* **Stored data**
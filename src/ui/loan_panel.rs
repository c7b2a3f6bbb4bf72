//! 借款管理面板
//!
//! 左侧选择借款人和担保人并填写借款表单，下方为借款列表。

use crate::core::error::Result;
use crate::core::filter::{filter_loans, SearchQuery};
use crate::core::models::{GuarantorLayout, LoanRow, Person};
use crate::core::validation::{validate_loan, LoanForm};
use crate::storage::database::Database;
use crate::ui::person_picker::{PersonPicker, PickMode};
use crate::ui::styles::format_amount;
use chrono::Local;
use eframe::egui::{self, RichText, Ui};
use egui_extras::{Column, DatePickerButton, TableBuilder};

/// 借款面板
pub struct LoanPanel {
    /// 借款人选择器
    borrower_picker: PersonPicker,
    /// 担保人选择器
    guarantor_picker: PersonPicker,
    /// 表单（借款人和担保人在提交时从选择器填入）
    form: LoanForm,
    /// 人员快照
    persons: Vec<Person>,
    /// 借款列表快照
    loans: Vec<LoanRow>,
    /// 借款列表搜索
    search: String,
    /// 列表中选中的借款
    selected_loan: Option<i64>,
    /// 选中借款的担保人详情
    selected_guarantors: Vec<Person>,
    /// 选择器提示信息
    hint: Option<String>,
}

/// 借款面板操作
#[derive(Debug, PartialEq)]
pub enum LoanPanelAction {
    None,
    Add,
    Select(i64),
    Delete(i64),
}

fn guarantor_mode(layout: GuarantorLayout) -> PickMode {
    PickMode::Multi(layout.max_guarantors())
}

impl LoanPanel {
    /// 创建新的借款面板
    pub fn new(layout: GuarantorLayout) -> Self {
        Self {
            borrower_picker: PersonPicker::new("borrowers", "已选借款人", PickMode::Single),
            guarantor_picker: PersonPicker::new(
                "guarantors",
                "已选担保人",
                guarantor_mode(layout),
            ),
            form: LoanForm::new(Local::now().date_naive()),
            persons: Vec::new(),
            loans: Vec::new(),
            search: String::new(),
            selected_loan: None,
            selected_guarantors: Vec::new(),
            hint: None,
        }
    }

    /// 切换数据库时清空表单、搜索和选择，并按新库的担保人结构调整上限
    pub fn reset(&mut self, layout: GuarantorLayout) {
        self.guarantor_picker.set_mode(guarantor_mode(layout));
        self.borrower_picker.clear();
        self.guarantor_picker.clear();
        self.form = LoanForm::new(self.form.date);
        self.persons.clear();
        self.loans.clear();
        self.search.clear();
        self.selected_loan = None;
        self.selected_guarantors.clear();
        self.hint = None;
    }

    /// 重新加载人员和借款
    pub fn refresh(&mut self, db: &Database) -> Result<()> {
        self.persons = db.list_persons()?;
        self.borrower_picker.retain_existing(&self.persons);
        self.guarantor_picker.retain_existing(&self.persons);
        self.refresh_loans(db)
    }

    /// 只刷新借款列表
    pub fn refresh_loans(&mut self, db: &Database) -> Result<()> {
        self.loans = db.list_loans()?;
        if let Some(id) = self.selected_loan {
            if !self.loans.iter().any(|l| l.id == id) {
                self.selected_loan = None;
                self.selected_guarantors.clear();
            }
        }
        Ok(())
    }

    /// 提交借款表单
    ///
    /// 成功后清空金额、利率、说明和已选人员，并刷新借款列表。
    pub fn add_loan(&mut self, db: &mut Database) -> Result<i64> {
        self.form.borrower_id = self.borrower_picker.selected_one();
        self.form.guarantor_ids = self.guarantor_picker.selected().to_vec();

        let loan = validate_loan(&self.form, db.layout())?;
        let id = db.add_loan(&loan)?;

        self.form = LoanForm::new(self.form.date);
        self.borrower_picker.clear();
        self.guarantor_picker.clear();
        self.refresh_loans(db)?;
        Ok(id)
    }

    /// 选中借款并加载其担保人
    pub fn load_details(&mut self, db: &Database, id: i64) -> Result<()> {
        self.selected_guarantors = db.loan_guarantors(id)?;
        self.selected_loan = Some(id);
        Ok(())
    }

    /// 删除借款
    pub fn delete_loan(&mut self, db: &Database, id: i64) -> Result<()> {
        db.delete_loan(id)?;
        self.refresh_loans(db)
    }

    /// 渲染借款面板
    pub fn render(&mut self, ui: &mut Ui) -> LoanPanelAction {
        let mut action = LoanPanelAction::None;

        ui.columns(2, |columns| {
            columns[0].heading("借款人");
            if let Some(hint) = self.borrower_picker.render(&mut columns[0], &self.persons) {
                self.hint = Some(hint);
            }

            columns[1].heading("担保人");
            if let Some(hint) = self.guarantor_picker.render(&mut columns[1], &self.persons) {
                self.hint = Some(hint);
            }
        });

        if let Some(hint) = &self.hint {
            ui.label(RichText::new(format!("⚠️ {}", hint)).color(egui::Color32::YELLOW));
        }

        ui.separator();

        // 借款表单
        ui.group(|ui| {
            egui::Grid::new("loan_form")
                .num_columns(4)
                .spacing([8.0, 6.0])
                .show(ui, |ui| {
                    ui.label("金额 *");
                    ui.add(
                        egui::TextEdit::singleline(&mut self.form.amount)
                            .hint_text("例如 1,250,000")
                            .desired_width(160.0),
                    );
                    ui.label("利率 %");
                    ui.add(
                        egui::TextEdit::singleline(&mut self.form.percentage)
                            .hint_text("可选")
                            .desired_width(80.0),
                    );
                    ui.end_row();

                    ui.label("说明");
                    ui.add(
                        egui::TextEdit::singleline(&mut self.form.description)
                            .desired_width(260.0),
                    );
                    ui.label("日期");
                    ui.add(DatePickerButton::new(&mut self.form.date));
                    ui.end_row();
                });

            ui.horizontal(|ui| {
                if ui.button("➕ 添加借款").clicked() {
                    self.hint = None;
                    action = LoanPanelAction::Add;
                }
                if ui.button("🧹 清空").clicked() {
                    self.form = LoanForm::new(self.form.date);
                    self.borrower_picker.clear();
                    self.guarantor_picker.clear();
                    self.hint = None;
                }
            });
        });

        ui.separator();

        // 借款列表工具栏
        ui.horizontal(|ui| {
            ui.heading("📋 借款列表");
            ui.separator();
            ui.label("🔍");
            ui.add(
                egui::TextEdit::singleline(&mut self.search)
                    .hint_text("按借款人、担保人、说明搜索...")
                    .desired_width(220.0),
            );
            let has_selection = self.selected_loan.is_some();
            if ui.add_enabled(has_selection, egui::Button::new("🗑️ 删除所选")).clicked() {
                if let Some(id) = self.selected_loan {
                    action = LoanPanelAction::Delete(id);
                }
            }
        });

        if let Some(id) = self.render_loan_table(ui) {
            action = LoanPanelAction::Select(id);
        }

        self.render_details(ui);

        action
    }

    /// 选中借款的担保人
    fn render_details(&self, ui: &mut Ui) {
        let Some(id) = self.selected_loan else { return };

        ui.separator();
        ui.group(|ui| {
            ui.label(RichText::new(format!("借款 #{} 的担保人", id)).strong());
            if self.selected_guarantors.is_empty() {
                ui.label(RichText::new("无担保人").color(egui::Color32::GRAY));
            }
            for person in &self.selected_guarantors {
                ui.horizontal(|ui| {
                    ui.label(&person.name);
                    ui.separator();
                    ui.label(&person.ssn);
                    ui.separator();
                    ui.label(person.job.as_deref().unwrap_or("-"));
                    ui.separator();
                    ui.label(&person.score);
                });
            }
        });
    }

    /// 渲染借款表格，返回被点击的借款
    fn render_loan_table(&self, ui: &mut Ui) -> Option<i64> {
        let visible = filter_loans(&self.loans, &SearchQuery::new(&self.search));
        let mut clicked = None;

        ui.push_id("loan_table", |ui| {
            TableBuilder::new(ui)
                .striped(true)
                .resizable(true)
                .sense(egui::Sense::click())
                .cell_layout(egui::Layout::left_to_right(egui::Align::Center))
                .column(Column::initial(50.0).at_least(40.0))
                .column(Column::initial(140.0).at_least(80.0))
                .column(Column::initial(120.0).at_least(60.0))
                .column(Column::initial(60.0).at_least(40.0))
                .column(Column::initial(90.0).at_least(80.0))
                .column(Column::initial(200.0).at_least(80.0))
                .column(Column::remainder())
                .min_scrolled_height(0.0)
                .header(22.0, |mut header| {
                    for title in ["ID", "借款人", "金额", "利率", "日期", "担保人", "说明"] {
                        header.col(|ui| {
                            ui.strong(title);
                        });
                    }
                })
                .body(|mut body| {
                    for &index in &visible {
                        let loan = &self.loans[index];
                        body.row(22.0, |mut row| {
                            row.set_selected(self.selected_loan == Some(loan.id));
                            row.col(|ui| {
                                ui.label(loan.id.to_string());
                            });
                            row.col(|ui| match &loan.borrower_name {
                                Some(name) => {
                                    ui.label(name);
                                }
                                None => {
                                    ui.label(
                                        RichText::new(format!("#{}", loan.borrower_id))
                                            .color(egui::Color32::GRAY),
                                    );
                                }
                            });
                            row.col(|ui| {
                                ui.label(format_amount(loan.amount));
                            });
                            row.col(|ui| {
                                ui.label(
                                    loan.percentage
                                        .map(|p| format!("{}%", p))
                                        .unwrap_or_default(),
                                );
                            });
                            row.col(|ui| {
                                ui.label(&loan.date);
                            });
                            row.col(|ui| {
                                let names = loan.guarantor_names.join("، ");
                                ui.label(names);
                            });
                            row.col(|ui| {
                                ui.label(&loan.description);
                            });
                            if row.response().clicked() {
                                clicked = Some(loan.id);
                            }
                        });
                    }
                });
        });

        clicked
    }
}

* **Task description**
Your answer should be the lines from the one containing "ui.label(&loan.description);" to the end of the entries above, restated exactly and alone.

* **Answer to this task**
                                ui.label(&loan.description);
                            });
                            if row.response().clicked() {
                                clicked = Some(loan.id);
                            }
                        });
                    }
                });
        });

        clicked
    }
}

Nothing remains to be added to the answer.